README.md

cloudos

Lifecycle: 
stable R build
status

cloudos R package makes it easy to interact with Lifebit’s CloudOS platform in an R environment.

Installation

You can install the latest release of cloudos from:

install.packages("cloudos")
 conda install -c conda-forge r-cloudos
if (!require(remotes)) { install.packages("remotes") }
  remotes::install_github("lifebit-ai/cloudos")

Alternatively, you can install the latest development version of cloudos:

git clone https://github.com/lifebit-ai/cloudos
cd cloudos
git checkout origin/devel
Rscript -e 'devtools::install(".")'

Usage

Below is a demonstration of how the cloudos package can be used.

Load the library

library(cloudos)
#> 
#> Welcome to Lifebit's CloudOS R client 
#> For Documentation visit - https://lifebit-ai.github.io/cloudos/ 
#> This package is under active development. If you found any issues, 
#> Please reach out here - https://github.com/lifebit-ai/cloudos/issues
library(knitr) # For better visualization of wide dataframes in this README examples
library(magrittr) # For pipe

Configure CloudOS

This package is primarily a means of communicating with a CloudOS instance using it’s API. Before it can communicate with the CloudOS instance, the package must be configured with some key information: - The CloudOS base URL. This is the URL in your browser when you navigate to the Cohort Browser in CloudOS. Often of the form https://my_instance.lifebit.ai/app/cohort-browser. - The CloudOS token. Navigate to settings page in CloudOS to generate an API key you can use as your token (see image below). - The CloudOS team ID. Also found in the settings page in CloudOS labelled as the “Workspace ID” (see image below).

CloudOS settings page

The package will look for this information in the following locations in this order:

  1. From environment variables CLOUDOS_BASEURL, CLOUDOS_TOKEN, and CLOUDOS_TEAMID.
  2. From a cloudos configuration file.

There are three ways to configure the package:

  1. Add them to ~/.Renviron in the following way, which will load the environment variables on beginning of the R-session
CLOUDOS_BASEURL="xxx"
CLOUDOS_TOKEN="xxx"
CLOUDOS_TEAMID="xxx"
  1. Add them during an R session using Sys.setenv(ENV_VAR = "env_var_value")
Sys.setenv(CLOUDOS_BASEURL = "xxx")
Sys.setenv(CLOUDOS_TOKEN = "xxx")
Sys.setenv(CLOUDOS_TEAMID = "xxx")
  1. Use the function cloudos_configure(), which will create a ~/.cloudos/config that will persist between R sessions and be read from each time (Recommended way if you are using multiple cloudos clients).
cloudos_configure(base_url = "xxx",
                  token = "xxx",
                  team_id = "xxx")

Application - Cohort Browser

Below information is out of date, please refer to the latest function docs.
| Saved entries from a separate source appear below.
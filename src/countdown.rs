use std::sync::atomic::{AtomicBool, AtomicU64, Ordering};
use std::sync::Arc;
use std::time::Duration;
use tokio::sync::watch;
use tokio::task::JoinHandle;
use tokio::time::{interval_at, Instant};
use tracing::{debug, info, warn};

/// Restartable one-shot pre-roll timer
///
/// Ticks `remaining` down once per second and fires the completion callback
/// exactly once when it reaches zero. Only one tick task is ever live.
pub struct Countdown {
    remaining: Arc<watch::Sender<u32>>,
    /// Set while a tick task is live
    started: Arc<AtomicBool>,
    /// Bumped on every start/cancel so an aborted task can never fire
    generation: Arc<AtomicU64>,
    task: Option<JoinHandle<()>>,
    tick: Duration,
}

impl Countdown {
    pub fn new(initial: u32) -> Self {
        Self::with_tick(initial, Duration::from_secs(1))
    }

    /// Countdown with a custom tick period
    pub fn with_tick(initial: u32, tick: Duration) -> Self {
        let (remaining, _) = watch::channel(initial);
        Self {
            remaining: Arc::new(remaining),
            started: Arc::new(AtomicBool::new(false)),
            generation: Arc::new(AtomicU64::new(0)),
            task: None,
            tick,
        }
    }

    /// Start ticking from `seconds`
    ///
    /// Returns `false` (and does nothing) if a countdown is already running.
    pub fn start<F>(&mut self, seconds: u32, on_complete: F) -> bool
    where
        F: FnOnce() + Send + 'static,
    {
        if self.started.swap(true, Ordering::SeqCst) {
            warn!("Countdown already started");
            return false;
        }

        info!("Countdown started: {}s", seconds);
        self.remaining.send_replace(seconds);

        let generation = self.generation.fetch_add(1, Ordering::SeqCst) + 1;
        let remaining = Arc::clone(&self.remaining);
        let started = Arc::clone(&self.started);
        let current = Arc::clone(&self.generation);
        let tick = self.tick;

        self.task = Some(tokio::spawn(async move {
            let mut ticker = interval_at(Instant::now() + tick, tick);
            loop {
                ticker.tick().await;
                if current.load(Ordering::SeqCst) != generation {
                    return;
                }

                let prev = *remaining.borrow();
                if prev <= 1 {
                    remaining.send_replace(0);
                    started.store(false, Ordering::SeqCst);
                    debug!("Countdown complete");
                    on_complete();
                    return;
                }
                remaining.send_replace(prev - 1);
            }
        }));

        true
    }

    /// Reassign the displayed value without ticking
    pub fn reset(&self, seconds: u32) {
        self.remaining.send_replace(seconds);
    }

    /// Drop any pending tick; the completion callback will not fire
    pub fn cancel(&mut self) {
        self.generation.fetch_add(1, Ordering::SeqCst);
        if let Some(task) = self.task.take() {
            task.abort();
        }
        if self.started.swap(false, Ordering::SeqCst) {
            debug!("Countdown cancelled at {}", self.remaining());
        }
    }

    pub fn is_active(&self) -> bool {
        self.started.load(Ordering::SeqCst)
    }

    pub fn remaining(&self) -> u32 {
        *self.remaining.borrow()
    }

    pub fn subscribe(&self) -> watch::Receiver<u32> {
        self.remaining.subscribe()
    }
}

impl Drop for Countdown {
    fn drop(&mut self) {
        self.cancel();
    }
}
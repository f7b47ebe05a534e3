use thiserror::Error;

/// Why a capture handle could not be acquired
///
/// `Display` is the message shown to the user.
#[derive(Debug, Clone, PartialEq, Eq, Error)]
pub enum AcquisitionError {
    #[error("Camera access is not available in this browser. Use HTTPS or localhost.")]
    Unavailable,

    #[error("Timed out waiting for camera permission. Check your browser settings.")]
    Timeout,

    #[error("Permission denied. Allow camera and microphone access in your browser settings and click \"Try again\".")]
    PermissionDenied,

    #[error("Camera or microphone not found. Check that the devices are connected.")]
    DeviceNotFound,

    #[error("Camera or microphone is in use by another application. Close other applications and try again.")]
    DeviceInUse,

    #[error("Adjusting camera settings (attempt {attempt}/{max})...")]
    Adjusting { attempt: u32, max: u32 },

    #[error("Could not find compatible camera settings. Check that the camera works and try again.")]
    Incompatible,

    #[error("Video recording is not supported in this browser. Use Safari 14.3+ on iOS or a modern browser.")]
    NotSupported,

    #[error("Could not access the camera or microphone.")]
    Unknown(String),
}

impl AcquisitionError {
    /// Another attempt with simpler constraints may succeed
    pub fn is_retryable(&self) -> bool {
        matches!(self, Self::Adjusting { .. })
    }
}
Cohort Browser is part of Lifebit’s CloudOS offering. Let’s explore how to interact with this in R environment.

List Cohorts

To check list of available cohorts in a workspace.

cohorts <- cb_list_cohorts()
#> Total number of cohorts found: 3. Showing 10 by default. Change 'size' parameter to return more.
cohorts %>% head(n=5) %>% kable()

| id | name | description | number_of_participants | number_of_filters | created_at | updated_at | |:-------------------------|:-----------|:----------------------------------------------------|-------------------------:|--------------------:|:-------------------------|:-------------------------| | 610d3004597aa12e251abdf2 | cohort-hms | This cohort is for testing purpose, created from R. | 20778 | 0 | 2021-08-06T12:50:12.242Z | 2021-08-06T13:25:00.192Z | | 610ac00edb7c7a1d9d0c309f | il_test01 | NA | 415 | 2 | 2021-08-04T16:27:58.708Z | 2021-08-04T16:30:06.253Z | | 60feab0767a6666b8bf9e11b | Manos Test | NA | 530 | 0 | 2021-07-26T12:31:03.458Z | 2021-08-04T13:02:46.731Z |

Create a cohort

To create a new cohort.

my_cohort <- cb_create_cohort(cohort_name = "Cohort-R",
                             cohort_desc = "This cohort is for testing purpose, created from R.")
#> Cohort created successfully.
my_cohort
#> Cohort ID:  610d47d7597aa12e251abdf4 
#> Cohort Name:  Cohort-R 
#> Cohort Description:  This cohort is for testing purpose, created from R. 
#> Number of phenotypes in query:  1 
#> Cohort Browser version:  v2

Get a cohort

Get a available cohort in to a cohort R object. This cohort object can be used in many different other functions.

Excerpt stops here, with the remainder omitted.